Grenelle de l'Éducation [synthèse d'atelier] : Revalorisation

Consultez la synthèse des ateliers "Revalorisation" du Grenelle de l'Éducation.

La thématique de l’atelier était la suivante : « comment contribuer à attirer et conserver les talents à travers une revalorisation financière durable des professeurs, tenant compte des spécificités de leur activité, et une meilleure reconnaissance de leur statut dans la société ».

 Cinq séances ont été organisées avec, à chaque fois, une question à traiter, dans l’ordre suivant :

  • Séance 1 : La revalorisation des rémunérations : quelles populations visées ? 
  • Séance 2 : La revalorisation des rémunérations : sur quels éléments ? (Le territoire d’exercice ? Les fonctions exercées ? L’investissement quantitatif ? Le mérite individuel ou collectif ? L’investissement dans la formation ? L’innovation ?) ; 
  • Séance 3 : Les conditions d’exercice du métier ;
  • Séance 4 : La place de l’enseignant dans la société ;
  • Séance 5 (en sus du programme initial) : Le temps de travail des enseignants. 

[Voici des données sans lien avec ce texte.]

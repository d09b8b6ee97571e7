//! Record types: raw store documents and the weapon stock item.
//!
//! Everything travels through the store as a [`Document`]: an opaque id plus
//! a JSON object of camelCase fields. Typed records decode leniently, the way
//! data written by older clients has to be read: numeric strings are accepted,
//! missing numbers decode as zero and unknown money types fall back to clean.

use crate::{error::Result, DocumentId, Error, Timestamp, Topic};
use serde::{Deserialize, Serialize};
use serde_json::{json, Map, Value};

/// Field map of a stored document.
pub type Fields = Map<String, Value>;

/// A raw document as held by the store.
#[derive(Debug, Clone, PartialEq, Serialize, Deserialize)]
pub struct Document {
    /// Store-assigned identifier, stable for the document's lifetime
    pub id: DocumentId,
    /// Document body
    pub fields: Fields,
}

impl Document {
    pub fn new(id: impl Into<DocumentId>, fields: Fields) -> Self {
        Self {
            id: id.into(),
            fields,
        }
    }

    /// Build a document from a JSON value, rejecting anything but an object.
    pub fn from_value(id: impl Into<DocumentId>, value: Value) -> Result<Self> {
        match value {
            Value::Object(fields) => Ok(Self::new(id, fields)),
            other => Err(Error::Protocol(format!(
                "document body must be an object, got {}",
                other
            ))),
        }
    }

    /// Decode into a typed record.
    pub fn decode<R: Record>(&self) -> R {
        R::from_document(self)
    }
}

/// A typed view over documents of one topic.
pub trait Record: Sized {
    /// Topic the record lives in.
    const TOPIC: Topic;

    /// Decode a stored document. Never fails; absent fields take defaults.
    fn from_document(doc: &Document) -> Self;

    /// Encode the record body (without the id).
    fn to_fields(&self) -> Fields;

    /// Decode a whole snapshot, preserving order.
    fn decode_all(docs: &[Document]) -> Vec<Self> {
        docs.iter().map(Self::from_document).collect()
    }
}

/// Unwrap a `json!` object literal into a field map.
pub(crate) fn object(value: Value) -> Fields {
    match value {
        Value::Object(map) => map,
        _ => Fields::new(),
    }
}

/// Read a number that may have been stored as a string (`"150 000"` included).
pub(crate) fn number_field(fields: &Fields, key: &str) -> Option<f64> {
    match fields.get(key)? {
        Value::Number(n) => n.as_f64(),
        Value::String(s) => {
            let cleaned: String = s.chars().filter(|c| !c.is_whitespace()).collect();
            cleaned.parse::<f64>().ok()
        }
        _ => None,
    }
    .filter(|n| n.is_finite())
}

pub(crate) fn string_field(fields: &Fields, key: &str) -> String {
    match fields.get(key) {
        Some(Value::String(s)) => s.clone(),
        Some(Value::Number(n)) => n.to_string(),
        _ => String::new(),
    }
}

/// Deserialize a field into any serde type, `None` when absent or malformed.
pub(crate) fn typed_field<T>(fields: &Fields, key: &str) -> Option<T>
where
    T: serde::de::DeserializeOwned,
{
    fields
        .get(key)
        .cloned()
        .and_then(|v| serde_json::from_value(v).ok())
}

pub(crate) fn bool_field(fields: &Fields, key: &str) -> Option<bool> {
    fields.get(key).and_then(Value::as_bool)
}

/// Milliseconds since epoch; RFC 3339 strings are accepted as well.
pub(crate) fn timestamp_field(fields: &Fields, key: &str) -> Option<Timestamp> {
    match fields.get(key)? {
        Value::Number(n) => n.as_u64().or_else(|| n.as_f64().map(|f| f.max(0.0) as u64)),
        Value::String(s) => chrono::DateTime::parse_from_rfc3339(s)
            .ok()
            .map(|dt| dt.timestamp_millis().max(0) as u64),
        _ => None,
    }
}

/// Classification of the money an item is bought and sold with.
#[derive(Debug, Clone, Copy, PartialEq, Eq, Hash, Default, PartialOrd, Ord, Serialize, Deserialize)]
#[serde(rename_all = "lowercase")]
pub enum MoneyType {
    /// Clean money (default)
    #[default]
    #[serde(alias = "propre")]
    Clean,
    /// Dirty money
    #[serde(alias = "sale")]
    Dirty,
}

impl MoneyType {
    /// Wire spelling.
    pub fn as_str(&self) -> &'static str {
        match self {
            MoneyType::Clean => "clean",
            MoneyType::Dirty => "dirty",
        }
    }

    /// Human-readable label used in audit messages.
    pub fn label(&self) -> &'static str {
        match self {
            MoneyType::Clean => "clean money",
            MoneyType::Dirty => "dirty money",
        }
    }

    /// Lenient decode: anything unrecognised is clean.
    pub(crate) fn from_field(value: Option<&Value>) -> Self {
        value
            .cloned()
            .and_then(|v| serde_json::from_value(v).ok())
            .unwrap_or_default()
    }

    pub(crate) fn from_optional_field(value: Option<&Value>) -> Option<Self> {
        match value {
            None | Some(Value::Null) => None,
            Some(v) => Some(Self::from_field(Some(v))),
        }
    }
}

/// A weapon stock row.
#[derive(Debug, Clone, PartialEq, Serialize, Deserialize)]
#[serde(rename_all = "camelCase")]
pub struct Item {
    /// Store-assigned identity
    pub id: DocumentId,
    /// Display name
    pub name: String,
    /// Purchase cost per unit
    pub cost: f64,
    /// Suggested sale price per unit
    pub price: f64,
    /// Units in stock
    pub quantity: u32,
    /// Money classification
    pub money_type: MoneyType,
    /// Creation time (milliseconds since epoch)
    pub created_at: Timestamp,
}

impl Item {
    /// Whether the item can be shown to buyers.
    pub fn is_in_stock(&self) -> bool {
        self.quantity > 0
    }

    /// Whether cost and price both match within `tolerance`.
    pub fn prices_match(&self, cost: f64, price: f64, tolerance: f64) -> bool {
        within(self.cost, cost, tolerance) && within(self.price, price, tolerance)
    }

    /// Margin per unit at the suggested price.
    pub fn unit_margin(&self) -> f64 {
        self.price - self.cost
    }
}

impl Record for Item {
    const TOPIC: Topic = Topic::Weapons;

    fn from_document(doc: &Document) -> Self {
        let f = &doc.fields;
        let quantity = number_field(f, "quantity").unwrap_or(0.0);
        Self {
            id: doc.id.clone(),
            name: string_field(f, "name"),
            cost: number_field(f, "purchasePrice").unwrap_or(0.0),
            price: number_field(f, "salePrice").unwrap_or(0.0),
            // Truncated like an integer parse; negatives never reach the mirror.
            quantity: quantity.max(0.0).min(u32::MAX as f64) as u32,
            money_type: MoneyType::from_field(f.get("moneyType")),
            created_at: timestamp_field(f, "dateAdded").unwrap_or(0),
        }
    }

    fn to_fields(&self) -> Fields {
        object(json!({
            "name": self.name,
            "purchasePrice": self.cost,
            "salePrice": self.price,
            "quantity": self.quantity,
            "moneyType": self.money_type,
            "dateAdded": self.created_at,
        }))
    }
}

/// A candidate item coming from the admin form.
///
/// Without an id it is an addition (merged into an existing row when the
/// name, money type and prices match); with an id it overwrites that row.
#[derive(Debug, Clone, PartialEq)]
pub struct ItemDraft {
    pub id: Option<DocumentId>,
    pub name: String,
    pub cost: f64,
    pub price: f64,
    pub quantity: u32,
    pub money_type: MoneyType,
}

impl ItemDraft {
    pub fn new(
        name: impl Into<String>,
        cost: f64,
        price: f64,
        quantity: u32,
        money_type: MoneyType,
    ) -> Self {
        Self {
            id: None,
            name: name.into(),
            cost,
            price,
            quantity,
            money_type,
        }
    }

    /// Target an existing document.
    pub fn with_id(mut self, id: impl Into<DocumentId>) -> Self {
        self.id = Some(id.into());
        self
    }

    /// Parse raw form input. Whitespace inside numbers is ignored, so
    /// `"150 000"` reads as 150000.
    pub fn parse(
        name: &str,
        cost: &str,
        price: &str,
        quantity: &str,
        money_type: MoneyType,
    ) -> Result<Self> {
        let cost = parse_amount("purchase cost", cost)?;
        let price = parse_amount("sale price", price)?;
        let raw_qty = strip_spaces(quantity);
        let quantity: i64 = raw_qty.parse().map_err(|_| {
            Error::ValidationFailed(format!("quantity must be an integer, got '{}'", quantity))
        })?;
        if quantity < 0 {
            return Err(Error::ValidationFailed(
                "quantity must not be negative".to_string(),
            ));
        }
        let quantity = u32::try_from(quantity)
            .map_err(|_| Error::ValidationFailed("quantity too large".to_string()))?;

        let draft = Self::new(name.trim(), cost, price, quantity, money_type);
        draft.validate()?;
        Ok(draft)
    }

    /// Check the draft before any remote call is made.
    pub fn validate(&self) -> Result<()> {
        if self.name.trim().is_empty() {
            return Err(Error::ValidationFailed("name must not be empty".to_string()));
        }
        check_amount("purchase cost", self.cost)?;
        check_amount("sale price", self.price)?;
        if self.id.is_none() && self.quantity == 0 {
            return Err(Error::ValidationFailed(
                "quantity must be at least 1 when adding stock".to_string(),
            ));
        }
        if matches!(&self.id, Some(id) if id.is_empty()) {
            return Err(Error::ValidationFailed("empty item id".to_string()));
        }
        Ok(())
    }

    /// Materialise as an item with the given identity and creation time.
    pub fn into_item(self, id: DocumentId, created_at: Timestamp) -> Item {
        Item {
            id,
            name: self.name.trim().to_string(),
            cost: self.cost,
            price: self.price,
            quantity: self.quantity,
            money_type: self.money_type,
            created_at,
        }
    }
}

/// Absolute difference at most `tolerance`, with slack for binary rounding so
/// that `100.0` and `100.01` sit on the boundary rather than just past it.
fn within(a: f64, b: f64, tolerance: f64) -> bool {
    (a - b).abs() <= tolerance + 1e-9
}

pub(crate) fn strip_spaces(input: &str) -> String {
    input.chars().filter(|c| !c.is_whitespace()).collect()
}

/// Parse a non-negative monetary amount from user input.
pub fn parse_amount(what: &str, input: &str) -> Result<f64> {
    let raw = strip_spaces(input);
    let value: f64 = raw
        .parse()
        .map_err(|_| Error::ValidationFailed(format!("{} must be a number, got '{}'", what, input)))?;
    check_amount(what, value)?;
    Ok(value)
}

pub(crate) fn check_amount(what: &str, value: f64) -> Result<()> {
    if !value.is_finite() {
        return Err(Error::ValidationFailed(format!("{} must be finite", what)));
    }
    if value < 0.0 {
        return Err(Error::ValidationFailed(format!(
            "{} must not be negative",
            what
        )));
    }
    Ok(())
}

Sur le format, il y a eu, lors des deux premières séances, un déséquilibre dans les représentations effectives des collèges, avec une sous-représentation de la société civile (élus locaux et monde économique) relativement au collège des syndicats. Le retrait de la CGT et de la FSU des ateliers au profit du seul agenda social du Grenelle a eu pour effet collatéral de rééquilibrer la composition du groupe, avec l’arrivée d’un représentant de la PEEP, d’une conseillère départementale du Cantal, ancienne professeur agrégée, puis du maire de Vannes.
 
Par ailleurs avait été invitée à la troisième séance, la cheffe de bureau DGRH des prestations sociales qui a pu dresser un panorama de l’existant. Enfin, une 5ème séance, organisée en janvier, a été ajoutée au programme pour continuer les échanges de manière très ouverte et dépassionnée sur la thématique sensible du temps de travail des enseignants, thématique sensible car une grande partie de ce temps demeure invisible pour les non-initiés.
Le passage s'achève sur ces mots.